Ventavia’s lawyer, Andrew Guthrie, spoke only about the separate claim that his client had fired Brook Jackson as payback for blowing the whistle.

He told the judges this retaliation claim should stay thrown out because Jackson’s lawsuit never properly explained two key things the law requires:

  1. She never clearly said that what she was complaining about was actual fraud on the U.S. government (the specific kind the False Claims Act protects). Instead, her complaints were mostly about broken rules and bad practices in the clinical trial—serious problems, but not automatically the same as defrauding the government.

  2. Even more importantly, she never claimed that Ventavia knew she had called the FDA to report those problems. For a retaliation claim to work under this law, the employer has to realize the employee is trying to expose fraud against the federal government—not just complaining about safety or regulations in general.

Guthrie admitted that, yes, she was fired just hours after her FDA call and only 18 days after starting the job, which looks suspicious. But Guthrie said timing alone isn’t enough: the company has to actually know she was reporting possible government fraud, and her lawsuit never says they did.
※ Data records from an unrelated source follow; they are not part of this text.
//! Reader for delivery definitions stored in a project root.
//!
//! A project root holds one directory per entity kind (`domains/`, `nodes/`,
//! `services/` and the optional `solutions/`), each containing one JSON or
//! YAML file per entity. The file stem is the entity name.

use crate::error::{ConfigError, DeliveryError, NormalizeError, Result};
use serde_json::Value;
use std::path::{Path, PathBuf};
use tracing::{debug, info};

use super::model::{DeliveryConfiguration, GuardedValue, Service, ServiceSettings};
use super::normalizer::{
    expect_object, normalize_domain, normalize_node, normalize_service, normalize_solution,
    value_kind,
};

/// Environment variable naming the project root.
pub const ENV_PROJECT_ROOT: &str = "BRIDGE_PROJECT_ROOT";
/// Environment variable providing the default node user.
pub const ENV_USER: &str = "BRIDGE_USER";
/// Environment variable providing the default node password.
pub const ENV_PASSWORD: &str = "BRIDGE_PASSWORD";

/// Directory holding domain definitions.
pub const DOMAINS_DIR: &str = "domains";
/// Directory holding node definitions.
pub const NODES_DIR: &str = "nodes";
/// Directory holding service definitions.
pub const SERVICES_DIR: &str = "services";
/// Directory holding solution definitions.
pub const SOLUTIONS_DIR: &str = "solutions";

/// Suffix of the per-service directory holding settings documents.
const SETTINGS_DIR_SUFFIX: &str = ".settings";

/// Document formats accepted for definition files.
#[derive(Debug, Clone, Copy, PartialEq, Eq)]
enum DocumentFormat {
    Json,
    Yaml,
}

/// Reads and normalizes the definitions of a project root.
#[derive(Debug, Clone)]
pub struct ConfigParser {
    /// Root directory of the configuration.
    root: PathBuf,
}

impl ConfigParser {
    /// Creates a parser for the given project root.
    #[must_use]
    pub fn new(root: impl Into<PathBuf>) -> Self {
        let root = root.into();
        let root = std::path::absolute(&root).unwrap_or(root);
        Self { root }
    }

    /// Returns the project root.
    #[must_use]
    pub fn root(&self) -> &Path {
        &self.root
    }

    /// Reads every definition under the project root.
    ///
    /// # Errors
    ///
    /// Returns an error if a required directory is missing, a file cannot be
    /// parsed, or a definition violates a structural rule. The first failure
    /// aborts the read.
    pub async fn read_definitions(&self) -> Result<DeliveryConfiguration> {
        info!("Reading delivery definitions from: {}", self.root.display());

        let root = self.root.as_path();
        let (domains, nodes, services, solutions) = tokio::try_join!(
            read_entities(root.join(DOMAINS_DIR), false, normalize_domain),
            read_entities(root.join(NODES_DIR), false, normalize_node),
            read_entities(root.join(SERVICES_DIR), false, |name, raw| {
                normalize_service(name, raw, root)
            }),
            read_entities(root.join(SOLUTIONS_DIR), true, normalize_solution),
        )?;

        let mut services = services;
        for service in &mut services {
            self.load_settings_documents(service).await?;
        }

        info!(
            "Read {} domains, {} nodes, {} services, {} solutions",
            domains.len(),
            nodes.len(),
            services.len(),
            solutions.len()
        );

        Ok(DeliveryConfiguration {
            domains,
            nodes,
            solutions,
            services,
        })
    }

    /// Replaces settings file references by the documents they name.
    async fn load_settings_documents(&self, service: &mut Service) -> Result<()> {
        let ServiceSettings::Documents(documents) = &mut service.settings else {
            return Ok(());
        };

        let dir = self
            .root
            .join(SERVICES_DIR)
            .join(format!("{}{SETTINGS_DIR_SUFFIX}", service.name));

        for document in documents.iter_mut() {
            load_settings_document(&dir, document).await?;
        }
        Ok(())
    }

    /// Loads the `.env` file of the project root if present.
    ///
    /// # Errors
    ///
    /// Returns an error if the .env file exists but cannot be loaded.
    pub fn load_dotenv(&self) -> Result<()> {
        let env_path = self.root.join(".env");

        if env_path.exists() {
            info!("Loading environment from: {}", env_path.display());
            dotenvy::from_path(&env_path).map_err(|e| {
                ConfigError::parse(&env_path, format!("Failed to load .env file: {e}"))
            })?;
        } else {
            debug!(".env file not found at: {}", env_path.display());
        }

        Ok(())
    }

    /// Gets the default node credentials from the environment.
    #[must_use]
    pub fn default_credentials() -> (Option<String>, Option<String>) {
        let non_empty = |name: &str| std::env::var(name).ok().filter(|v| !v.is_empty());
        (non_empty(ENV_USER), non_empty(ENV_PASSWORD))
    }
}

/// Reads and normalizes every entity file of one directory.
async fn read_entities<T, F>(dir: PathBuf, optional: bool, normalize: F) -> Result<Vec<T>>
where
    F: Fn(&str, &Value) -> std::result::Result<T, NormalizeError>,
{
    let mut entries = match tokio::fs::read_dir(&dir).await {
        Ok(entries) => entries,
        Err(e) if e.kind() == std::io::ErrorKind::NotFound => {
            if optional {
                debug!("Optional directory not found: {}", dir.display());
                return Ok(Vec::new());
            }
            return Err(ConfigError::FileNotFound { path: dir }.into());
        }
        Err(e) => return Err(e.into()),
    };

    let mut files = Vec::new();
    while let Some(entry) = entries.next_entry().await? {
        let path = entry.path();
        if entry.file_type().await?.is_file() && document_format(&path).is_some() {
            files.push(path);
        }
    }
    files.sort();

    let mut result = Vec::with_capacity(files.len());
    for path in files {
        let Some(name) = path.file_stem().and_then(|s| s.to_str()) else {
            continue;
        };
        let raw = read_document(&path).await?;
        expect_object("definition", &raw).map_err(|e| ConfigError::invalid(&path, e))?;
        debug!("Normalizing {}", path.display());
        result.push(normalize(name, &raw).map_err(|e| ConfigError::invalid(&path, e))?);
    }
    Ok(result)
}

async fn load_settings_document(dir: &Path, document: &mut GuardedValue) -> Result<()> {
    let file = match &document.value {
        Value::String(file) => file.clone(),
        Value::Object(_) => return Ok(()),
        other => {
            return Err(DeliveryError::from(ConfigError::invalid(
                dir,
                NormalizeError::SettingsFileNotObject {
                    file: format!("<{}>", value_kind(other)),
                },
            )));
        }
    };

    let path = dir.join(&file);
    let loaded = read_document(&path).await?;
    if !loaded.is_object() {
        return Err(
            ConfigError::invalid(&path, NormalizeError::SettingsFileNotObject { file }).into(),
        );
    }

    debug!("Loaded settings document {}", path.display());
    document.value = loaded;
    Ok(())
}

/// Reads a JSON or YAML document into a value tree.
async fn read_document(path: &Path) -> Result<Value> {
    let content = match tokio::fs::read_to_string(path).await {
        Ok(content) => content,
        Err(e) if e.kind() == std::io::ErrorKind::NotFound => {
            return Err(ConfigError::FileNotFound {
                path: path.to_path_buf(),
            }
            .into());
        }
        Err(e) => return Err(ConfigError::parse(path, format!("Failed to read file: {e}")).into()),
    };

    parse_document(&content, path)
}

/// Parses document content according to the file extension.
///
/// Files without a recognized extension are parsed as JSON.
///
/// # Errors
///
/// Returns an error if the content is not valid for its format.
pub fn parse_document(content: &str, path: &Path) -> Result<Value> {
    let value = match document_format(path).unwrap_or(DocumentFormat::Json) {
        DocumentFormat::Json => serde_json::from_str(content)
            .map_err(|e| ConfigError::parse(path, format!("JSON parse error: {e}")))?,
        DocumentFormat::Yaml => serde_yaml::from_str(content)
            .map_err(|e| ConfigError::parse(path, format!("YAML parse error: {e}")))?,
    };
    Ok(value)
}

fn document_format(path: &Path) -> Option<DocumentFormat> {
    match path.extension().and_then(|e| e.to_str()) {
        Some("json") => Some(DocumentFormat::Json),
        Some("yaml" | "yml") => Some(DocumentFormat::Yaml),
        _ => None,
    }
}

#[cfg(test)]
mod tests {
    use super::*;
    use crate::config::model::ServiceType;
    use serde_json::json;
    use tempfile::TempDir;

    fn write(root: &Path, relative: &str, content: &str) {
        let path = root.join(relative);
        std::fs::create_dir_all(path.parent().unwrap()).unwrap();
        std::fs::write(path, content).unwrap();
    }

    fn minimal_project() -> TempDir {
        let dir = TempDir::new().unwrap();
        let root = dir.path();
        write(root, "domains/local.json", r#"{"nodes": "localhost", "services": ["Hello"]}"#);
        write(root, "nodes/localhost.yaml", "location: localhost:11186\nlabel: dev\n");
        write(
            root,
            "services/Hello.json",
            r#"{"type": "xUML", "repository": "Hello.rep", "settings": {"Greeting": "Hi"}}"#,
        );
        write(root, "services/README.md", "not a definition");
        dir
    }

    #[tokio::test]
    async fn test_read_minimal_project() {
        let dir = minimal_project();
        let config = ConfigParser::new(dir.path()).read_definitions().await.unwrap();

        assert_eq!(config.domains.len(), 1);
        assert_eq!(config.domains[0].name, "local");
        assert_eq!(config.nodes[0].name, "localhost");
        assert_eq!(config.nodes[0].location.port, 11186);
        assert!(config.solutions.is_empty());

        let service = config.service("Hello").unwrap();
        assert_eq!(service.service_type, ServiceType::Xuml);
        assert!(service.repository.ends_with("repositories/Hello.rep"));
        assert!(service.repository.is_absolute());
    }

    #[tokio::test]
    async fn test_missing_required_directory() {
        let dir = minimal_project();
        std::fs::remove_dir_all(dir.path().join("nodes")).unwrap();

        let err = ConfigParser::new(dir.path()).read_definitions().await.unwrap_err();
        assert!(matches!(
            err,
            DeliveryError::Config(ConfigError::FileNotFound { .. })
        ));
    }

    #[tokio::test]
    async fn test_normalize_error_names_file() {
        let dir = minimal_project();
        write(dir.path(), "nodes/broken.json", r#"{"label": "x"}"#);

        let err = ConfigParser::new(dir.path()).read_definitions().await.unwrap_err();
        let message = err.to_string();
        assert!(message.contains("broken.json: Missing 'location' field."), "{message}");
    }

    #[tokio::test]
    async fn test_settings_documents_loaded() {
        let dir = minimal_project();
        write(
            dir.path(),
            "services/Api.json",
            r#"{"type": "node", "repository": "Api.zip",
                "settings": [{"domain": "local", "value": "local.json"}, "default.yaml"]}"#,
        );
        write(dir.path(), "services/Api.settings/local.json", r#"{"port": 3000}"#);
        write(dir.path(), "services/Api.settings/default.yaml", "port: 80\nlog.level: info\n");

        let config = ConfigParser::new(dir.path()).read_definitions().await.unwrap();
        let ServiceSettings::Documents(documents) = &config.service("Api").unwrap().settings else {
            panic!("expected document settings");
        };
        assert_eq!(documents[0].value, json!({"port": 3000}));
        assert_eq!(documents[1].value, json!({"port": 80, "log.level": "info"}));
    }

    #[tokio::test]
    async fn test_settings_document_must_be_object() {
        let dir = minimal_project();
        write(
            dir.path(),
            "services/Api.json",
            r#"{"type": "node", "repository": "Api.zip", "settings": ["list.json"]}"#,
        );
        write(dir.path(), "services/Api.settings/list.json", "[1, 2]");

        let err = ConfigParser::new(dir.path()).read_definitions().await.unwrap_err();
        assert!(err.to_string().contains("Settings file 'list.json' must contain an object"));
    }

    #[test]
    fn test_parse_document_formats() {
        let value = parse_document("a: 1\nb: [x, y]\n", Path::new("n.yml")).unwrap();
        assert_eq!(value, json!({"a": 1, "b": ["x", "y"]}));

        let err = parse_document("{not json", Path::new("n.json")).unwrap_err();
        assert!(err.to_string().contains("JSON parse error"));
    }
}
Because those two pieces were missing, the lower court was right to dismiss the retaliation part of the case.

In his rebuttal, Warner Mendenhall powerfully countered both opponents: he first humanized Brook Jackson’s retaliation claim by reminding the court that ordinary whistleblowers don’t speak in legal jargon—they simply see dangerous fraud in a vaccine trial and report it; the suspicious six-hour gap between her FDA call and being marched off the job, with no prior discipline, was enough for a jury to infer Ventavia knew and retaliated. He then turned to the government’s lawyer, Sarah Smith, and used her own words against her: by openly admitting that the government’s mere “desire to dismiss” equals “good cause,” she proved his point that the government wants a blank check to shut down any case it dislikes. Mendenhall argued that new evidence of vaccine injuries and deaths continues to pour in daily, making a final dismissal with prejudice wrong—Jackson should be allowed to refile as the full picture of alleged fraud on the government emerges, fulfilling Congress’s intent that whistleblowers serve as an independent check when the government itself may be protecting wrongdoers.

This case underscores tensions in FCA enforcement: balancing government prerogative with relator autonomy. Dismissal with prejudice risks chilling whistleblowers, especially in politically charged public health contexts. As vaccine data evolves—revealing injuries and inefficacy—Jackson’s suit highlights the need for robust checks on corporate-government ties. Ultimately, it tests whether the False Claims Act fulfills its anti-fraud mandate or yields to executive discretion, potentially undermining accountability in crises.